◆ **Exercise directions**: Nothing but the lines below between the line holding "filename crates/kernel/src/arch/aarch64/context.rs" and the line holding "#[derive(Debug, Clone)]", inclusive, should appear in the answer, each set down exactly.
____ Exercise data
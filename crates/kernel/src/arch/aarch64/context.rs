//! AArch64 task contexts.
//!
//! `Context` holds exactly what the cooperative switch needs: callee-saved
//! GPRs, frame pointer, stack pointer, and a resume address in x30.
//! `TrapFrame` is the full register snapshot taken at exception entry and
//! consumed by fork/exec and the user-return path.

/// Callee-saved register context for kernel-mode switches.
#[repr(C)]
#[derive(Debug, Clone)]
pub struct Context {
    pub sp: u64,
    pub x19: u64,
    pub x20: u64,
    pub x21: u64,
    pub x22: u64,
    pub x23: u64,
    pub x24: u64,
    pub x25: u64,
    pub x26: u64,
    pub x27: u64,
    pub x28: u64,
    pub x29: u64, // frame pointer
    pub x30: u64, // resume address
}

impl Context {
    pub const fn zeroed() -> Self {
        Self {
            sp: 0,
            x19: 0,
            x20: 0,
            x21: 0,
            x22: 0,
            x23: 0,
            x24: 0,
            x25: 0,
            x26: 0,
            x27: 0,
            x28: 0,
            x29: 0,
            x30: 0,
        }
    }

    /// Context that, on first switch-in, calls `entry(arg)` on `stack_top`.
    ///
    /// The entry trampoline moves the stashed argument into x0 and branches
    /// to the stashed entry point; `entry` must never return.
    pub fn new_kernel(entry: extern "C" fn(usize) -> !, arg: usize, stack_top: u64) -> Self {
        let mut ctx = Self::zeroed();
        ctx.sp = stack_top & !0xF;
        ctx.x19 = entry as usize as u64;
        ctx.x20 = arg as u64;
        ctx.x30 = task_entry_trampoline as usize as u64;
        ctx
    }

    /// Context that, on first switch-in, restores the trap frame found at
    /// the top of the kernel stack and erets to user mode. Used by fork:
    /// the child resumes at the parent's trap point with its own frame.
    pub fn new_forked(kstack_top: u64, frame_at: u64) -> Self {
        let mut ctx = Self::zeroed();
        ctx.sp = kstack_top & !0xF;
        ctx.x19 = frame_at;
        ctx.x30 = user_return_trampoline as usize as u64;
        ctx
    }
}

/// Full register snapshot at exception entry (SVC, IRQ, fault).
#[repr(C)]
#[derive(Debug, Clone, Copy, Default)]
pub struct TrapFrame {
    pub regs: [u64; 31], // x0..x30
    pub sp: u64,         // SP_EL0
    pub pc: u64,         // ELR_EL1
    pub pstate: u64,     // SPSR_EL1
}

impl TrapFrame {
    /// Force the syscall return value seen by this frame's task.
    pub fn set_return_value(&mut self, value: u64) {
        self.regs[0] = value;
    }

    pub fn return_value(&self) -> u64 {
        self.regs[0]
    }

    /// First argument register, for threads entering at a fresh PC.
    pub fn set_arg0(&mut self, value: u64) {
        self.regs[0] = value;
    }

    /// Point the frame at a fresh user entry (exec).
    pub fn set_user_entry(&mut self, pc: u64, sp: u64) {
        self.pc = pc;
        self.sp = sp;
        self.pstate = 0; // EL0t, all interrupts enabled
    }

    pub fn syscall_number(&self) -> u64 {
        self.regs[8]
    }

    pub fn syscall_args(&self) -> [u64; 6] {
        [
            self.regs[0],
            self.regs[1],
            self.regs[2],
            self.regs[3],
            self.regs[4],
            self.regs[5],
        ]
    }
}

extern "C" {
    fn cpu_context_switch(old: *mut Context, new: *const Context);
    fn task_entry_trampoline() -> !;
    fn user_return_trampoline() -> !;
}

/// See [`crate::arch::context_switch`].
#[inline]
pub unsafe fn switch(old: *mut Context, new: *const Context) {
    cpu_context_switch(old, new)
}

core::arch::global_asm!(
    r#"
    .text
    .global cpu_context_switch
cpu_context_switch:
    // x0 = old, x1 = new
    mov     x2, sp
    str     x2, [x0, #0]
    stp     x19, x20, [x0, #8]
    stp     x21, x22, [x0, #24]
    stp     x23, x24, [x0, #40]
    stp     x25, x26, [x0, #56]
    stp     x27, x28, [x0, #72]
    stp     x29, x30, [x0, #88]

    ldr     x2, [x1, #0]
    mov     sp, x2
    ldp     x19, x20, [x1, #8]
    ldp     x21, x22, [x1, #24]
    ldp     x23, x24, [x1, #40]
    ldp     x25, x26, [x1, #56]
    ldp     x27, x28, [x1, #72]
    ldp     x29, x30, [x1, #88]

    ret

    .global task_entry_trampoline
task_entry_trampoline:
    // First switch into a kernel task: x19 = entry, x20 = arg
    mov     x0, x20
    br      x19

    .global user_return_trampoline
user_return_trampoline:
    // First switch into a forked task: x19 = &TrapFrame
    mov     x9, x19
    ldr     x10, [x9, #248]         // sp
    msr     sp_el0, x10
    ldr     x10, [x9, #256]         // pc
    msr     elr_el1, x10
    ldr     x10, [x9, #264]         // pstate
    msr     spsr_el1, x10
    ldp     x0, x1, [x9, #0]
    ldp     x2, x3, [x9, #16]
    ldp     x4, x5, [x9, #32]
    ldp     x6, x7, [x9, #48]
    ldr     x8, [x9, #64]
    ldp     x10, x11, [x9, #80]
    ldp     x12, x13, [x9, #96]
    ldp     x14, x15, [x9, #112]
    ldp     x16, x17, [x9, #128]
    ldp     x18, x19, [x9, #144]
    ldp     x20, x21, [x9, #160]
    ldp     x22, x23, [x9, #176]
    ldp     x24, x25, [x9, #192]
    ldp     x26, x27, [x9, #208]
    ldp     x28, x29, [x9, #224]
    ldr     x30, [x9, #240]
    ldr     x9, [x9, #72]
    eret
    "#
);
________
____ Exercise data
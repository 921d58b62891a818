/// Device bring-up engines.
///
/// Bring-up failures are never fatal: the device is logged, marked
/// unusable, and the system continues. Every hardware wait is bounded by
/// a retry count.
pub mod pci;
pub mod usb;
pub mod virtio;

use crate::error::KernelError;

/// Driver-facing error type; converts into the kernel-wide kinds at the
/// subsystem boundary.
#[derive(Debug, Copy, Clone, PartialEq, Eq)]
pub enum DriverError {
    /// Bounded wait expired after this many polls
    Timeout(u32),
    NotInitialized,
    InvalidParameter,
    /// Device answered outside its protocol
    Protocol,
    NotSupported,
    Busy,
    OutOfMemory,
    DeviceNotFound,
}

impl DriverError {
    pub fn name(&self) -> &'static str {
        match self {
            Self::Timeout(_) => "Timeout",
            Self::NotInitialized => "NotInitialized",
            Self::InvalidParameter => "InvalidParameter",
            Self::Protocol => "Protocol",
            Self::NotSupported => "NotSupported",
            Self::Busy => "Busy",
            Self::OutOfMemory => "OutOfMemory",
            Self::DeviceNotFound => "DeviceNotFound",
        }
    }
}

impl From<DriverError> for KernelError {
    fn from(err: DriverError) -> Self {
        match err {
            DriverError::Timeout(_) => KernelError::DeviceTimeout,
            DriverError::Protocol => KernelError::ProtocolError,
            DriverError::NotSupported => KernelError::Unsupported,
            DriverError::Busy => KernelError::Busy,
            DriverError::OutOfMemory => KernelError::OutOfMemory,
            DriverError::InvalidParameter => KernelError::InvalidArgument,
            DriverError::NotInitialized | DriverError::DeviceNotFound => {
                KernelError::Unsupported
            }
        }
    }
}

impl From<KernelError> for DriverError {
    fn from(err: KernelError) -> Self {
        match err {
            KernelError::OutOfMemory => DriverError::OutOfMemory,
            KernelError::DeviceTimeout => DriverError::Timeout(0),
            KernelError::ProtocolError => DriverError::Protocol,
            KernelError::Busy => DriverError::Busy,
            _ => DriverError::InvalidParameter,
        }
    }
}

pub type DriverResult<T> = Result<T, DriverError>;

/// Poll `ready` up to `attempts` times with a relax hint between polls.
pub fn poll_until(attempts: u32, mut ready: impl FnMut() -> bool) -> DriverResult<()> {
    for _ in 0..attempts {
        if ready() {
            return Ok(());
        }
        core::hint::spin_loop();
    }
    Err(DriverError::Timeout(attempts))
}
________
◆ **Solution to this exercise**:
filename crates/kernel/src/arch/aarch64/context.rs
//! AArch64 task contexts.
//!
//! `Context` holds exactly what the cooperative switch needs: callee-saved
//! GPRs, frame pointer, stack pointer, and a resume address in x30.
//! `TrapFrame` is the full register snapshot taken at exception entry and
//! consumed by fork/exec and the user-return path.

/// Callee-saved register context for kernel-mode switches.
#[repr(C)]
#[derive(Debug, Clone)]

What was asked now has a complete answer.